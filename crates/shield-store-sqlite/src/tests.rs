//! Integration tests for `SqliteStore` against an in-memory database.

use chrono::Utc;
use shield_core::{
  alert::NewAlert,
  policy::{DivergenceThresholds, Policy},
  session::{
    DefenseMode, INITIAL_TRUST_SCORE, IntentGraph, ModelType, NewSession, ToolType,
  },
  store::ConversationStore,
  turn::{DefenseAction, DivergenceLog, NewTurn, RiskLevel, ScoreVector},
};
use uuid::Uuid;

use crate::SqliteStore;

async fn store() -> SqliteStore {
  SqliteStore::open_in_memory()
    .await
    .expect("in-memory store")
}

fn new_session(user_id: &str) -> NewSession {
  NewSession {
    user_id:      user_id.to_string(),
    tool_type:    ToolType::CodeReview,
    model_type:   ModelType::Openai,
    defense_mode: DefenseMode::Active,
    trust_score:  INITIAL_TRUST_SCORE,
    intent_graph: IntentGraph::default_for(ToolType::CodeReview),
  }
}

fn new_turn(session_id: Uuid, user_text: &str, risk: RiskLevel) -> NewTurn {
  let scores = ScoreVector {
    semantic_drift:     12.0,
    policy_stress:      3.0,
    reasoning_mismatch: 5.0,
    total:              20.0,
  };
  NewTurn {
    session_id,
    user_text: user_text.to_string(),
    primary_output: "primary answer".into(),
    shadow_output: "shadow answer".into(),
    scores,
    risk_level: risk,
    action: DefenseAction::Allow,
    divergence_log: DivergenceLog::synthesized(&scores, DefenseAction::Allow),
    sanitized_text: None,
    latency_ms: 412,
  }
}

// ─── Sessions ────────────────────────────────────────────────────────────────

#[tokio::test]
async fn create_and_get_session() {
  let s = store().await;

  let session = s.create_session(new_session("alice")).await.unwrap();
  assert_eq!(session.trust_score, 100.0);

  let fetched = s.get_session(session.session_id).await.unwrap();
  assert!(fetched.is_some());
  let fetched = fetched.unwrap();
  assert_eq!(fetched.session_id, session.session_id);
  assert_eq!(fetched.tool_type, ToolType::CodeReview);
  assert_eq!(fetched.intent_graph.goal, "code_review");
  assert_eq!(fetched.intent_graph.allowed.len(), 3);
}

#[tokio::test]
async fn get_session_missing_returns_none() {
  let s = store().await;
  let result = s.get_session(Uuid::new_v4()).await.unwrap();
  assert!(result.is_none());
}

#[tokio::test]
async fn list_sessions_is_scoped_to_the_owner_and_bounded() {
  let s = store().await;
  for _ in 0..25 {
    s.create_session(new_session("alice")).await.unwrap();
  }
  s.create_session(new_session("bob")).await.unwrap();

  let page = s.list_sessions("alice", 20).await.unwrap();
  assert_eq!(page.len(), 20);
  assert!(page.iter().all(|sess| sess.user_id == "alice"));

  // Newest first.
  for pair in page.windows(2) {
    assert!(pair[0].created_at >= pair[1].created_at);
  }
}

#[tokio::test]
async fn update_session_persists_trust_and_graph() {
  let s = store().await;
  let mut session = s.create_session(new_session("alice")).await.unwrap();

  session.trust_score = 82.4;
  session.intent_graph = IntentGraph {
    goal:      "code_review".into(),
    allowed:   vec!["read_code".into()],
    forbidden: vec!["reveal_system".into()],
    history:   vec![serde_json::json!({"turn": 1})],
  };
  s.update_session(&session).await.unwrap();

  let fetched = s.get_session(session.session_id).await.unwrap().unwrap();
  assert!((fetched.trust_score - 82.4).abs() < 1e-9);
  assert_eq!(fetched.intent_graph.history.len(), 1);
  assert_eq!(fetched.intent_graph.allowed, vec!["read_code".to_string()]);
}

// ─── Turns ───────────────────────────────────────────────────────────────────

#[tokio::test]
async fn record_turn_and_list_in_creation_order() {
  let s = store().await;
  let session = s.create_session(new_session("alice")).await.unwrap();

  s.record_turn(new_turn(session.session_id, "one", RiskLevel::Low))
    .await
    .unwrap();
  s.record_turn(new_turn(session.session_id, "two", RiskLevel::Medium))
    .await
    .unwrap();
  s.record_turn(new_turn(session.session_id, "three", RiskLevel::Low))
    .await
    .unwrap();

  let turns = s.list_turns(session.session_id).await.unwrap();
  assert_eq!(turns.len(), 3);
  let texts: Vec<&str> = turns.iter().map(|t| t.user_text.as_str()).collect();
  assert_eq!(texts, vec!["one", "two", "three"]);

  let again = s.list_turns(session.session_id).await.unwrap();
  let ids: Vec<_> = turns.iter().map(|t| t.turn_id).collect();
  let ids_again: Vec<_> = again.iter().map(|t| t.turn_id).collect();
  assert_eq!(ids, ids_again);
}

#[tokio::test]
async fn turn_round_trips_all_fields() {
  let s = store().await;
  let session = s.create_session(new_session("alice")).await.unwrap();

  let mut input = new_turn(session.session_id, "risky", RiskLevel::High);
  input.action = DefenseAction::SanitizeRerun;
  input.sanitized_text = Some("cleaned text".into());
  input.divergence_log = DivergenceLog {
    divergence_score:     64.0,
    action:               "sanitize_rerun".into(),
    defense_action_taken: true,
    rerun_with_cleaned:   true,
  };
  let recorded = s.record_turn(input).await.unwrap();

  let turns = s.list_turns(session.session_id).await.unwrap();
  let fetched = &turns[0];
  assert_eq!(fetched.turn_id, recorded.turn_id);
  assert_eq!(fetched.action, DefenseAction::SanitizeRerun);
  assert_eq!(fetched.risk_level, RiskLevel::High);
  assert_eq!(fetched.sanitized_text.as_deref(), Some("cleaned text"));
  assert!(fetched.divergence_log.defense_action_taken);
  assert_eq!(fetched.scores.semantic_drift, 12.0);
  assert_eq!(fetched.latency_ms, 412);
}

#[tokio::test]
async fn turns_are_scoped_to_their_session() {
  let s = store().await;
  let a = s.create_session(new_session("alice")).await.unwrap();
  let b = s.create_session(new_session("alice")).await.unwrap();

  s.record_turn(new_turn(a.session_id, "for a", RiskLevel::Low))
    .await
    .unwrap();

  assert_eq!(s.list_turns(a.session_id).await.unwrap().len(), 1);
  assert!(s.list_turns(b.session_id).await.unwrap().is_empty());
}

// ─── Alerts ──────────────────────────────────────────────────────────────────

#[tokio::test]
async fn alerts_since_respects_the_cursor() {
  let s = store().await;
  let session = s.create_session(new_session("alice")).await.unwrap();

  let before_any = Utc::now();
  let first = s
    .raise_alert(NewAlert {
      session_id: session.session_id,
      turn_id:    None,
      risk_level: RiskLevel::High,
      title:      "Risk detected: clarify".into(),
    })
    .await
    .unwrap();

  let fresh = s.alerts_since(before_any).await.unwrap();
  assert_eq!(fresh.len(), 1);
  assert_eq!(fresh[0].alert_id, first.alert_id);
  assert_eq!(fresh[0].turn_id, None);

  // Nothing newer than the first alert's own timestamp.
  let none = s.alerts_since(first.created_at).await.unwrap();
  assert!(none.is_empty());

  let second = s
    .raise_alert(NewAlert {
      session_id: session.session_id,
      turn_id:    Some(Uuid::new_v4()),
      risk_level: RiskLevel::Critical,
      title:      "Risk detected: contain".into(),
    })
    .await
    .unwrap();

  let newer = s.alerts_since(first.created_at).await.unwrap();
  assert_eq!(newer.len(), 1);
  assert_eq!(newer[0].alert_id, second.alert_id);
  assert_eq!(newer[0].risk_level, RiskLevel::Critical);
}

// ─── Policy ──────────────────────────────────────────────────────────────────

#[tokio::test]
async fn policy_singleton_upserts() {
  let s = store().await;
  assert!(s.get_policy().await.unwrap().is_none());

  let policy = Policy {
    divergence_thresholds: DivergenceThresholds {
      low:      5.0,
      medium:   25.0,
      high:     55.0,
      critical: 80.0,
    },
    trust_decay:           4.0,
    shadow_enabled:        false,
    defense_mode_default:  DefenseMode::Strict,
  };
  s.put_policy(&policy).await.unwrap();

  let stored = s.get_policy().await.unwrap().unwrap();
  assert_eq!(stored.divergence_thresholds.critical, 80.0);
  assert_eq!(stored.defense_mode_default, DefenseMode::Strict);

  // Second write replaces, never duplicates.
  s.put_policy(&Policy::default()).await.unwrap();
  let stored = s.get_policy().await.unwrap().unwrap();
  assert_eq!(stored.divergence_thresholds.critical, 85.0);
  assert_eq!(stored.defense_mode_default, DefenseMode::Active);
}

*About this exercise:* Print the line containing "assert_eq!(stored.divergence_thresholds.critical, 85.0);", then every line after it through the last line of the records, each exactly as written; nothing else belongs in the answer.

*Response area:*
  assert_eq!(stored.divergence_thresholds.critical, 85.0);
  assert_eq!(stored.defense_mode_default, DefenseMode::Active);
}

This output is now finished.